* [EXTRACTED RECORDS]

····················

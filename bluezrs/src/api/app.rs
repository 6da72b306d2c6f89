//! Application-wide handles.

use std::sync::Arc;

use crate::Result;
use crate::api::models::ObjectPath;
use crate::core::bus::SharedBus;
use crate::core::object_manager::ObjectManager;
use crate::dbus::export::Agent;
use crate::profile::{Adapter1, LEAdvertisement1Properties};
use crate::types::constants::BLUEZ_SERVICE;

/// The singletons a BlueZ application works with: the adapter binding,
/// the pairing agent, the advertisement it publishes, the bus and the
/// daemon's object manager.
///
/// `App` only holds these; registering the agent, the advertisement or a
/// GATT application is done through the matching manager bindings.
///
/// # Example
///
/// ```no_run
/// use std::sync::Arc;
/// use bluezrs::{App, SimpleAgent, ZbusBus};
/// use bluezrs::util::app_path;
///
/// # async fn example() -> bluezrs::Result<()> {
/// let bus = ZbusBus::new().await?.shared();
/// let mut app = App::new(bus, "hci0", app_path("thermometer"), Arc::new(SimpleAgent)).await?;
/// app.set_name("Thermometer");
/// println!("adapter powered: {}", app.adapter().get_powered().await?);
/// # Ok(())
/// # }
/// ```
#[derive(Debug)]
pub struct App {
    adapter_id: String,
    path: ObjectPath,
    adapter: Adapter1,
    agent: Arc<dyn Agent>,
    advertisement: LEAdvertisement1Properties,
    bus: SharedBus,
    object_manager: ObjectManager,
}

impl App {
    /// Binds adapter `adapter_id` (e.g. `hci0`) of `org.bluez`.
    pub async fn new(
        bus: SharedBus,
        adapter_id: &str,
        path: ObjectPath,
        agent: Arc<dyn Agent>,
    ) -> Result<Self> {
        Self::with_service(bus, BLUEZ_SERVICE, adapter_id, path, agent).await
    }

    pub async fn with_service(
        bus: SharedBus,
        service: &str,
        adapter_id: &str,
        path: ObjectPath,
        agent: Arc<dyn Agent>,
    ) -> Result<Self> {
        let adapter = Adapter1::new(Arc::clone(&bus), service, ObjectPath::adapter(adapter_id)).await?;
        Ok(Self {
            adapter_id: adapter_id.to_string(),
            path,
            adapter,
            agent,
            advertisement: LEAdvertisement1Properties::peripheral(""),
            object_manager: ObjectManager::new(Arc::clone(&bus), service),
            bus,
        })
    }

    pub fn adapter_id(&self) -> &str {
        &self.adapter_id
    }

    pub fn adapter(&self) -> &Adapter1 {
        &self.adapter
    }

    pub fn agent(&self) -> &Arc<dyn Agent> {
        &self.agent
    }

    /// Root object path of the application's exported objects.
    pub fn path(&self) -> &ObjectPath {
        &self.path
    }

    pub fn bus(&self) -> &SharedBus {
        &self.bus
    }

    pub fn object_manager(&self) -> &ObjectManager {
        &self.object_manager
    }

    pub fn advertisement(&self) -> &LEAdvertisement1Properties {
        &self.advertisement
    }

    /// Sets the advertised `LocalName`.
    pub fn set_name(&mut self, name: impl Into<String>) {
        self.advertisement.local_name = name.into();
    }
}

····················

* [TASK INSTRUCTIONS] Whenever a line of the data above includes the word "SharedBus", copy that line.

* [SOLUTION TO THIS TASK]
use crate::core::bus::SharedBus;
    bus: SharedBus,
        bus: SharedBus,
        bus: SharedBus,
    pub fn bus(&self) -> &SharedBus {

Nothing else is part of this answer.